1839 : l’indépendance Le traité de Londres de 1839 définit les frontières du pays tel qu’on le connaît aujourd’hui. Ce traité met fin à dix années de troubles, au cours desquelles la population était déchirée entre son allégeance au roi néerlandais, l’occupation prussienne et les solides sympathies d’une partie de la population envers les principes démocratiques belges.
1867 : la neutralité « perpétuelle » En 1867, un conflit entre la France et la Prusse, prêtes à se battre pour les fortifications du Luxembourg, est déjoué au dernier moment. Cette crise a définitivement fait tomber les célèbres fortifications de la ville de Luxembourg et conféré au pays son statut de neutralité.
1919 : adoption du suffrage universel Les conflits politiques et sociaux qui couvaient depuis plusieurs années ont fini par éclater à la fin de l’occupation allemande.

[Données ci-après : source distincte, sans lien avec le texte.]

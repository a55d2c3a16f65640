#![warn(clippy::pedantic, clippy::all, clippy::nursery)]
#![allow(clippy::single_match_else)]

#[macro_use]
extern crate tracing;

pub mod config;
pub mod data;
pub mod error;
pub mod import_export;
pub mod state;
pub mod store;
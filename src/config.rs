use crate::error::{BadEnvVarSnafu, ParseIntSnafu, RosterResult};
use dotenvy::var;
use secrecy::{ExposeSecret, SecretString};
use snafu::ResultExt;
use std::sync::Arc;

pub const DEFAULT_MAX_CONNECTIONS: u32 = 5;

#[derive(Clone, Debug)]
pub struct RuntimeConfiguration {
    db_config: Arc<DbConfig>,
}

impl RuntimeConfiguration {
    pub fn new() -> RosterResult<Self> {
        Ok(Self {
            db_config: Arc::new(DbConfig::new()?),
        })
    }

    pub fn db_config(&self) -> Arc<DbConfig> {
        self.db_config.clone()
    }
}

#[derive(Debug)]
pub struct DbConfig {
    user: String,
    password: SecretString,
    path: String,
    port: u16,
    database: String,
    max_connections: u32,
}

impl DbConfig {
    pub fn new() -> RosterResult<Self> {
        Self::from_lookup(
            |name| var(name).context(BadEnvVarSnafu { name }),
            |name| var(name).ok(),
        )
    }

    fn from_lookup(
        get_env_var: impl Fn(&'static str) -> RosterResult<String>,
        optional: impl Fn(&'static str) -> Option<String>,
    ) -> RosterResult<Self> {
        let max_connections = match optional("ROSTER_DB_MAX_CONNECTIONS") {
            Some(n) => n.parse().context(ParseIntSnafu {
                name: "ROSTER_DB_MAX_CONNECTIONS",
            })?,
            None => DEFAULT_MAX_CONNECTIONS,
        };

        Ok(Self {
            user: get_env_var("DB_USER")?,
            password: SecretString::from(get_env_var("DB_PASSWORD")?),
            path: get_env_var("DB_PATH")?,
            port: get_env_var("DB_PORT")?
                .parse()
                .context(ParseIntSnafu { name: "DB_PORT" })?,
            database: get_env_var("DB_NAME")?,
            max_connections,
        })
    }

    pub const fn max_connections(&self) -> u32 {
        self.max_connections
    }

    pub fn get_db_path(&self) -> String {
        format!(
            "postgres://{}:{}@{}:{}/{}",
            self.user,
            self.password.expose_secret(),
            self.path,
            self.port,
            self.database
        )
    }
}
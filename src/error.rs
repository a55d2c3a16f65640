use crate::{data::student::StudentId, import_export::ImportProblem};
use snafu::Snafu;
use std::{num::ParseIntError, path::PathBuf, process::ExitCode};

pub type RosterResult<T> = Result<T, RosterError>;

#[derive(Debug, Snafu)]
#[snafu(visibility(pub))]
pub enum ValidationError {
    #[snafu(display("`{}` must be at most {} characters, found {}", field, max, found))]
    TooLong {
        field: &'static str,
        max: usize,
        found: usize,
    },
    #[snafu(display("`{}` may not be blank", field))]
    Blank { field: &'static str },
    #[snafu(display("`{}` may not contain NUL characters", field))]
    NulCharacter { field: &'static str },
    #[snafu(display("Unable to parse birth date {:?}, expected YYYY-MM-DD", original))]
    BadBirthDate {
        source: time::error::Parse,
        original: String,
    },
}

#[derive(Debug, Snafu)]
#[snafu(visibility(pub))]
pub enum RosterError {
    #[snafu(display("Error opening database"))]
    OpenDatabase { source: sqlx::Error },
    #[snafu(display("Error getting db connection"))]
    GetDatabaseConnection { source: sqlx::Error },
    #[snafu(display("Error making SQL query"))]
    MakeQuery { source: sqlx::Error },
    #[snafu(display("Error commiting SQL transaction"))]
    CommitTransaction { source: sqlx::Error },
    #[snafu(display("Error rolling back SQL transaction"))]
    RollbackTransaction { source: sqlx::Error },
    #[snafu(display("Error migrating DB schema"))]
    Migrate { source: sqlx::migrate::MigrateError },
    #[snafu(display("Unable to retrieve env var `{}`", name))]
    BadEnvVar {
        source: dotenvy::Error,
        name: &'static str,
    },
    #[snafu(display("Unable to parse `{}` as a number", name))]
    ParseInt {
        source: ParseIntError,
        name: &'static str,
    },
    #[snafu(context(false), display("Invalid student: {}", source))]
    Invalid { source: ValidationError },
    #[snafu(display("Unable to find student with ID: {}", id))]
    MissingStudent { id: StudentId },
    #[snafu(display("Error with CSVs: {}", source))]
    Csv { source: csv::Error },
    #[snafu(display("Error writing CSV: {}", source))]
    WriteCsv { source: csv::Error },
    #[snafu(display("Error accessing {}", path.display()))]
    Io {
        source: std::io::Error,
        path: PathBuf,
    },
    #[snafu(display("Error formatting date"))]
    FormatDate { source: time::error::Format },
    #[snafu(display("Import rejected, {} problem(s) found", problems.len()))]
    ImportRejected { problems: Vec<ImportProblem> },
}

impl RosterError {
    pub const fn is_not_found(&self) -> bool {
        matches!(self, Self::MissingStudent { .. })
    }

    pub const fn is_validation(&self) -> bool {
        matches!(self, Self::Invalid { .. } | Self::ImportRejected { .. })
    }

    #[allow(clippy::match_same_arms)]
    pub const fn exit_status(&self) -> u8 {
        const FAILURE: u8 = 1; //anything infrastructural
        const BAD_INPUT: u8 = 2;
        const NOT_FOUND: u8 = 3;

        match self {
            Self::OpenDatabase { .. } | Self::GetDatabaseConnection { .. } => FAILURE,
            Self::MakeQuery { .. } => FAILURE,
            Self::CommitTransaction { .. } | Self::RollbackTransaction { .. } => FAILURE,
            Self::Migrate { .. } => FAILURE,
            Self::BadEnvVar { .. } | Self::ParseInt { .. } => FAILURE,
            Self::Invalid { .. } => BAD_INPUT,
            Self::MissingStudent { .. } => NOT_FOUND,
            Self::Csv { .. } => BAD_INPUT,
            Self::WriteCsv { .. } => FAILURE,
            Self::Io { .. } => FAILURE,
            Self::FormatDate { .. } => FAILURE,
            Self::ImportRejected { .. } => BAD_INPUT,
        }
    }

    pub fn exit_code(&self) -> ExitCode {
        ExitCode::from(self.exit_status())
    }
}
#![warn(clippy::pedantic, clippy::all, clippy::nursery)]
#![allow(clippy::single_match_else)]

use clap::{Parser, Subcommand, ValueHint};
use futures::TryStreamExt;
use roster::{
    config::RuntimeConfiguration,
    data::student::{NewStudent, Student, StudentId, StudentPatch, format_birth_date, parse_birth_date},
    error::{IoSnafu, RosterError, RosterResult},
    import_export::{draft_students_from_path, export_students_csv, import_students},
    state::RosterState,
    store::{StudentStore, postgres::PostgresStudentStore},
};
use snafu::ResultExt;
use std::{
    fs::File,
    io::{self, Write},
    path::PathBuf,
    process::ExitCode,
};
use time::Date;
use tracing_subscriber::{EnvFilter, FmtSubscriber};

#[macro_use]
extern crate tracing;

#[derive(Parser)]
#[command(
    name = "roster",
    version,
    about = "Keep track of students",
    long_about = None,
    after_help = r#"Database settings come from DB_USER, DB_PASSWORD, DB_PATH, DB_PORT and DB_NAME,
either in the environment or in a .env file. Set RUST_LOG to see logs.

EXAMPLES
  $ roster create --name Ana --city Lisbon --address "Rua 1" --birth-date 2000-01-01
  $ roster update 1 --city Porto
  $ roster import students.csv --check
  $ roster export students.csv"#,
    arg_required_else_help = true
)]
struct Cli {
    #[command(subcommand)]
    command: Command,
}

#[derive(Subcommand)]
enum Command {
    /// List every student
    List,
    /// Show one student
    Get { id: StudentId },
    /// Add a student
    Create {
        #[arg(long)]
        name: String,
        #[arg(long)]
        city: String,
        #[arg(long)]
        address: String,
        #[arg(long, value_parser = parse_birth_date, help = "YYYY-MM-DD")]
        birth_date: Date,
        #[arg(long, help = "Mark the student as inactive")]
        inactive: bool,
    },
    /// Change some fields of a student
    Update {
        id: StudentId,
        #[arg(long)]
        name: Option<String>,
        #[arg(long)]
        city: Option<String>,
        #[arg(long)]
        address: Option<String>,
        #[arg(long, value_parser = parse_birth_date, help = "YYYY-MM-DD")]
        birth_date: Option<Date>,
        #[arg(long)]
        active: Option<bool>,
    },
    /// Remove a student
    Delete { id: StudentId },
    /// Add every student in a CSV file, or none if any row is bad
    Import {
        #[arg(value_hint = ValueHint::FilePath)]
        file: PathBuf,
        #[arg(long, help = "Only check the file, don't touch the database")]
        check: bool,
    },
    /// Write every student as CSV, to stdout if no file is given
    Export {
        #[arg(value_hint = ValueHint::FilePath)]
        file: Option<PathBuf>,
    },
}

fn student_line(student: &Student) -> RosterResult<String> {
    Ok(format!(
        "{}\t{}\t{}\t{}\t{}\t{}",
        student.id,
        student.name,
        student.city,
        format_birth_date(student.birth_date)?,
        student.is_active,
        student.address
    ))
}

const HEADER_LINE: &str = "id\tname\tcity\tbirth_date\tis_active\taddress";

async fn connect() -> RosterResult<(RosterState, PostgresStudentStore)> {
    let config = RuntimeConfiguration::new()?;
    let state = RosterState::new(&config).await?;
    Ok((state.clone(), PostgresStudentStore::new(state)))
}

async fn dispatch(store: &dyn StudentStore, command: Command) -> RosterResult<()> {
    match command {
        Command::List => {
            let mut students = store.list();
            println!("{HEADER_LINE}");
            while let Some(student) = students.try_next().await? {
                println!("{}", student_line(&student)?);
            }
        }
        Command::Get { id } => {
            let student = store.get(id).await?;
            println!("{HEADER_LINE}\n{}", student_line(&student)?);
        }
        Command::Create {
            name,
            city,
            address,
            birth_date,
            inactive,
        } => {
            let mut to_be_added = NewStudent::new(name, city, address, birth_date);
            if inactive {
                to_be_added = to_be_added.inactive();
            }

            let student = store.create(to_be_added).await?;
            println!("{HEADER_LINE}\n{}", student_line(&student)?);
        }
        Command::Update {
            id,
            name,
            city,
            address,
            birth_date,
            active,
        } => {
            let patch = StudentPatch {
                name,
                city,
                address,
                birth_date,
                is_active: active,
            };
            if patch.is_empty() {
                warn!(id, "No fields given to update");
            }

            let student = store.update(id, patch).await?;
            println!("{HEADER_LINE}\n{}", student_line(&student)?);
        }
        Command::Delete { id } => {
            store.delete(id).await?;
            println!("Deleted student {id}");
        }
        Command::Import { file, .. } => {
            let drafts = draft_students_from_path(&file)?;
            let created = import_students(store, drafts).await?;
            println!("Imported {} students", created.len());
        }
        Command::Export { file } => {
            let writer: Box<dyn Write + Send> = match &file {
                Some(path) => Box::new(File::create(path).context(IoSnafu { path })?),
                None => Box::new(io::stdout()),
            };
            let n = export_students_csv(store, writer).await?;
            if let Some(path) = file {
                println!("Exported {n} students to {}", path.display());
            }
        }
    }

    Ok(())
}

async fn run(command: Command) -> RosterResult<()> {
    if let Command::Import { file, check: true } = &command {
        let drafts = draft_students_from_path(file)?;
        println!("{} students ready to import", drafts.len());
        return Ok(());
    }

    let (state, store) = connect().await?;
    let result = dispatch(&store, command).await;
    state.sensible_shutdown().await;
    result
}

#[tokio::main]
async fn main() -> ExitCode {
    let cli = Cli::parse();
    let dotenv_result = dotenvy::dotenv();

    tracing::subscriber::set_global_default(
        FmtSubscriber::builder()
            .with_env_filter(EnvFilter::from_default_env())
            .with_writer(io::stderr)
            .finish(),
    )
    .expect("unable to set tracing subscriber");

    if let Err(e) = dotenv_result {
        debug!(?e, "No .env file loaded");
    }

    match run(cli.command).await {
        Ok(()) => ExitCode::SUCCESS,
        Err(e) => {
            error!(?e, "Error!");
            eprintln!("error: {e}");
            if let RosterError::ImportRejected { problems } = &e {
                for problem in problems {
                    eprintln!("  {problem}");
                }
            }
            e.exit_code()
        }
    }
}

Le référendum de 1919 et les modifications du système électoral, notamment l’adoption du suffrage universel, ont fini par stabiliser la situation du pays.
1985 : ouverture des frontières Les accords signés le 14 juin 1985 par le Luxembourg, l’Allemagne, la France, la Belgique et les Pays-Bas constituent aujourd’hui la pierre angulaire de la libre circulation entre les États membres et sont le symbole d’une ouverture d’esprit qui se vit au Luxembourg au quotidien.